An exact, word-for-word copy of the entries is required, beginning at the line that contains "row and column" and ending at the last line, both included.

Top of Entries provided

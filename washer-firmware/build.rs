//! Build script for washer-firmware
//!
//! - Sets up linker search paths for memory.x
//! - Validates washer.toml at compile time

use std::env;
use std::fs::{self, File};
use std::io::Write;
use std::path::{Path, PathBuf};

fn main() {
    setup_linker();
    validate_config();
}

/// Set up linker search paths and scripts
fn setup_linker() {
    let out_dir = PathBuf::from(env::var("OUT_DIR").unwrap());

    // Copy memory.x to the output directory
    let memory_x = include_bytes!("memory.x");
    let mut f = File::create(out_dir.join("memory.x")).unwrap();
    f.write_all(memory_x).unwrap();

    // Tell rustc where to find memory.x
    println!("cargo:rustc-link-search={}", out_dir.display());

    println!("cargo:rustc-link-arg-bins=--nmagic");
    println!("cargo:rustc-link-arg-bins=-Tlink.x");
    println!("cargo:rustc-link-arg-bins=-Tdefmt.x");

    println!("cargo:rerun-if-changed=memory.x");
    println!("cargo:rerun-if-changed=build.rs");
}

/// Validate washer.toml configuration at compile time
fn validate_config() {
    println!("cargo:rerun-if-changed=washer.toml");

    let config_path = Path::new("washer.toml");

    if !config_path.exists() {
        panic!(
            "\n\
            ╔══════════════════════════════════════════════════════════════════╗\n\
            ║  ERROR: washer.toml not found!                                   ║\n\
            ║                                                                  ║\n\
            ║  The firmware embeds washer.toml as its configuration.           ║\n\
            ║  Please create one in the washer-firmware directory.             ║\n\
            ╚══════════════════════════════════════════════════════════════════╝\n"
        );
    }

    let config_content = match fs::read_to_string(config_path) {
        Ok(content) => content,
        Err(e) => {
            panic!(
                "\n\
                ╔══════════════════════════════════════════════════════════════════╗\n\
                ║  ERROR: Failed to read washer.toml                               ║\n\
                ║                                                                  ║\n\
                ║  Error: {:<56} ║\n\
                ╚══════════════════════════════════════════════════════════════════╝\n",
                e
            );
        }
    };

    let config: toml::Value = match toml::from_str(&config_content) {
        Ok(value) => value,
        Err(e) => {
            let error_msg = e.to_string();
            panic!(
                "\n\
                ╔══════════════════════════════════════════════════════════════════╗\n\
                ║  ERROR: Invalid TOML syntax in washer.toml                       ║\n\
                ╠══════════════════════════════════════════════════════════════════╣\n\
                {}\n\
                ╚══════════════════════════════════════════════════════════════════╝\n",
                format_error_lines(&error_msg)
            );
        }
    };

    let mut errors = Vec::new();
    check_int(&config, None, "loop_period_ms", 1, 10_000, &mut errors);
    check_int(&config, Some("engine"), "fill_dwell_ms", 0, u32::MAX as i64, &mut errors);
    check_int(&config, Some("engine"), "hot_below_x10", -400, 1_000, &mut errors);
    check_int(&config, Some("engine"), "cold_above_x10", -400, 1_000, &mut errors);
    check_int(&config, Some("engine"), "max_program", 0, 29, &mut errors);
    check_int(&config, Some("input"), "debounce_ms", 0, 1_000, &mut errors);
    check_int(&config, Some("input"), "poll_interval_ms", 1, 1_000, &mut errors);
    validate_thresholds(&config, &mut errors);
    validate_outputs(&config, &mut errors);
    validate_clock(&config, &mut errors);

    if !errors.is_empty() {
        panic!(
            "\n\
            ╔══════════════════════════════════════════════════════════════════╗\n\
            ║  ERROR: Invalid configuration in washer.toml                     ║\n\
            ╠══════════════════════════════════════════════════════════════════╣\n\
            {}\n\
            ╚══════════════════════════════════════════════════════════════════╝\n",
            errors
                .iter()
                .map(|e| format!("║  • {:<62} ║", e))
                .collect::<Vec<_>>()
                .join("\n")
        );
    }

    println!("cargo:warning=washer.toml validated successfully");
}

/// Format error message lines with box drawing
fn format_error_lines(msg: &str) -> String {
    msg.lines()
        .map(|line| {
            let truncated = if line.len() > 64 {
                format!("{}...", &line[..61])
            } else {
                line.to_string()
            };
            format!("║  {:<64} ║", truncated)
        })
        .collect::<Vec<_>>()
        .join("\n")
}

fn lookup<'a>(config: &'a toml::Value, section: Option<&str>, key: &str) -> Option<&'a toml::Value> {
    match section {
        Some(section) => config.get(section)?.get(key),
        None => config.get(key),
    }
}

/// Check an optional integer key lies within `min..=max`
fn check_int(
    config: &toml::Value,
    section: Option<&str>,
    key: &str,
    min: i64,
    max: i64,
    errors: &mut Vec<String>,
) {
    let name = match section {
        Some(section) => format!("[{}] {}", section, key),
        None => key.to_string(),
    };

    match lookup(config, section, key) {
        None => {}
        Some(toml::Value::Integer(v)) if (min..=max).contains(v) => {}
        Some(toml::Value::Integer(_)) => {
            errors.push(format!("{} must be {}-{}", name, min, max));
        }
        Some(_) => errors.push(format!("{} must be an integer", name)),
    }
}

/// Hot threshold must not exceed cold threshold
fn validate_thresholds(config: &toml::Value, errors: &mut Vec<String>) {
    let hot = lookup(config, Some("engine"), "hot_below_x10").and_then(|v| v.as_integer());
    let cold = lookup(config, Some("engine"), "cold_above_x10").and_then(|v| v.as_integer());

    let hot = hot.unwrap_or(250);
    let cold = cold.unwrap_or(350);
    if hot > cold {
        errors.push("[engine] hot_below_x10 must not exceed cold_above_x10".to_string());
    }
}

fn validate_outputs(config: &toml::Value, errors: &mut Vec<String>) {
    match lookup(config, Some("outputs"), "active_high") {
        None | Some(toml::Value::Boolean(_)) => {}
        Some(_) => errors.push("[outputs] active_high must be true or false".to_string()),
    }
}

/// Clock start must be "hh:mm:ss"
fn validate_clock(config: &toml::Value, errors: &mut Vec<String>) {
    let start = match lookup(config, Some("clock"), "start") {
        None => return,
        Some(toml::Value::String(s)) => s,
        Some(_) => {
            errors.push("[clock] start must be a string".to_string());
            return;
        }
    };

    let fields: Vec<Option<u32>> = start.split(':').map(|f| f.parse().ok()).collect();
    let valid = match fields.as_slice() {
        [Some(h), Some(m), Some(s)] => *h < 24 && *m < 60 && *s < 60,
        _ => false,
    };
    if !valid {
        errors.push(format!("[clock] start '{}' is not hh:mm:ss", start));
    }
}
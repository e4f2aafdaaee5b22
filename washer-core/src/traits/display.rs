//! Display traits
//!
//! `WasherDisplay` is what the engine talks to. `TextPanel` is the
//! lower-level character device a status screen renders onto.

use crate::state::Phase;

/// Errors that can occur with display communication
#[derive(Debug, Clone, Copy, PartialEq, Eq)]
#[cfg_attr(feature = "defmt", derive(defmt::Format))]
pub enum DisplayError {
    /// Bus transfer failed
    Bus,
    /// Chip select pin could not be driven
    ChipSelect,
}

/// Trait for the washer status display
///
/// All calls are fire-and-forget. A display that fails to render must not
/// affect the caller.
pub trait WasherDisplay {
    /// Show the current phase and selected program
    fn show_phase(&mut self, phase: Phase, program: u8);

    /// Show a newly selected program while idle
    fn show_selected_program(&mut self, program: u8);

    /// Show the formatted `hh:mm:ss` time readout
    fn show_time(&mut self, time: &str);
}

/// Trait for character displays addressed by row and column
pub trait TextPanel {
    /// Clear the entire screen
    fn clear(&mut self) -> Result<(), DisplayError>;

    /// Draw text starting at a position
    fn write_line(&mut self, row: u8, col: u8, text: &str) -> Result<(), DisplayError>;
}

Bottom of Entries provided

Task response:
/// Trait for character displays addressed by row and column
pub trait TextPanel {
    /// Clear the entire screen
    fn clear(&mut self) -> Result<(), DisplayError>;

    /// Draw text starting at a position
    fn write_line(&mut self, row: u8, col: u8, text: &str) -> Result<(), DisplayError>;
}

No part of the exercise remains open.